Brain-inspired neuromorphic computing has shown great promise beyond the conventional Boolean logic. Nanoscale electronic synapses, which have stringent demands for integration density, dynamic range, energy consumption, etc., are key computational elements of the brain-inspired neuromorphic system. Ferroelectric tunneling junctions have been shown to be ideal candidates to realize the functions of electronic synapses due to their ultra-low energy consumption and the nature of ferroelectric tunneling.

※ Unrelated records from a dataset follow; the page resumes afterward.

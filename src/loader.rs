// Model loading and the readiness gate shared with the detection loop

use std::fmt;
use std::sync::{Arc, Mutex, OnceLock, PoisonError};

use tracing::{error, info, warn};

use crate::config::ModelsConfig;
use crate::error::{MoodMirrorError, Result};
use crate::inference::{FaceModel, OnnxFaceModel};

/// Where the model load currently stands
#[derive(Clone, Debug, PartialEq, Eq)]
pub enum LoadStatus {
    Idle,
    Loading,
    Ready,
    Failed(String),
}

/// Cloneable readiness gate around the loaded model.
///
/// Readiness flips from false to true once, when a model is installed,
/// and never goes back.
#[derive(Clone, Default)]
pub struct ModelHandle {
    model: Arc<OnceLock<Arc<dyn FaceModel>>>,
    status: Arc<Mutex<Option<LoadStatus>>>,
}

impl ModelHandle {
    pub fn new() -> Self {
        Self::default()
    }

    pub fn is_ready(&self) -> bool {
        self.model.get().is_some()
    }

    /// The loaded model, if readiness has been reached
    pub fn get(&self) -> Option<Arc<dyn FaceModel>> {
        self.model.get().cloned()
    }

    pub fn status(&self) -> LoadStatus {
        if self.is_ready() {
            return LoadStatus::Ready;
        }
        self.status
            .lock()
            .unwrap_or_else(PoisonError::into_inner)
            .clone()
            .unwrap_or(LoadStatus::Idle)
    }

    /// Installs the model. Returns `false` if one was already installed.
    pub fn install(&self, model: Arc<dyn FaceModel>) -> bool {
        let installed = self.model.set(model).is_ok();
        if installed {
            self.set_status(LoadStatus::Ready);
        } else {
            warn!("Models already loaded, ignoring second installation");
        }
        installed
    }

    fn set_status(&self, status: LoadStatus) {
        *self.status.lock().unwrap_or_else(PoisonError::into_inner) = Some(status);
    }
}

impl fmt::Debug for ModelHandle {
    fn fmt(&self, f: &mut fmt::Formatter<'_>) -> fmt::Result {
        f.debug_struct("ModelHandle")
            .field("status", &self.status())
            .finish()
    }
}

/// Loads the detector, landmark and expression artifacts in the background
pub struct ModelLoader {
    config: ModelsConfig,
    handle: ModelHandle,
}

impl ModelLoader {
    pub fn new(config: ModelsConfig, handle: ModelHandle) -> Self {
        Self { config, handle }
    }

    pub fn handle(&self) -> &ModelHandle {
        &self.handle
    }

    /// Loads all artifacts from the configured directory
    pub async fn load(&self) -> Result<()> {
        let config = self.config.clone();
        info!("Loading models from {}", config.dir.display());
        self.load_with(move || OnnxFaceModel::load(&config)).await
    }

    /// Runs `build` on the blocking pool and installs its model on success.
    ///
    /// On failure readiness stays false and the status records the error.
    /// Nothing is retried.
    pub async fn load_with<M, F>(&self, build: F) -> Result<()>
    where
        M: FaceModel + 'static,
        F: FnOnce() -> Result<M> + Send + 'static,
    {
        if self.handle.is_ready() {
            return Ok(());
        }
        self.handle.set_status(LoadStatus::Loading);

        let outcome = tokio::task::spawn_blocking(build)
            .await
            .map_err(|e| MoodMirrorError::ModelLoad(format!("Model loading task failed: {e}")))
            .and_then(|result| result);

        match outcome {
            Ok(model) => {
                self.handle.install(Arc::new(model));
                info!("Models ready");
                Ok(())
            }
            Err(e) => {
                error!("Failed to load models: {}", e);
                self.handle.set_status(LoadStatus::Failed(e.to_string()));
                Err(e)
            }
        }
    }
}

Here, we report a new electronic synapse based on a three-dimensional vertical Hf0.5Zr0.5O2-based ferroelectric tunneling junction that meets the full functions of biological synapses. The fabricated three-dimensional vertical ferroelectric tunneling junction synapse (FTJS) exhibits high integration density and excellent performances, such as analog-like conductance transition under a training scheme, low energy consumption of synaptic weight update (1.8 pJ per spike) and good repeatability (>103 cycles). In addition, the implementation of pattern training in hardware with strong tolerance to input faults and variations is also illustrated in the 3D vertical FTJS array. Furthermore, pattern classification and recognition are achieved, and these results demonstrate that the Hf0.5Zr0.5O2-based FTJS has high potential to be an ideal electronic component for neuromorphic system applications.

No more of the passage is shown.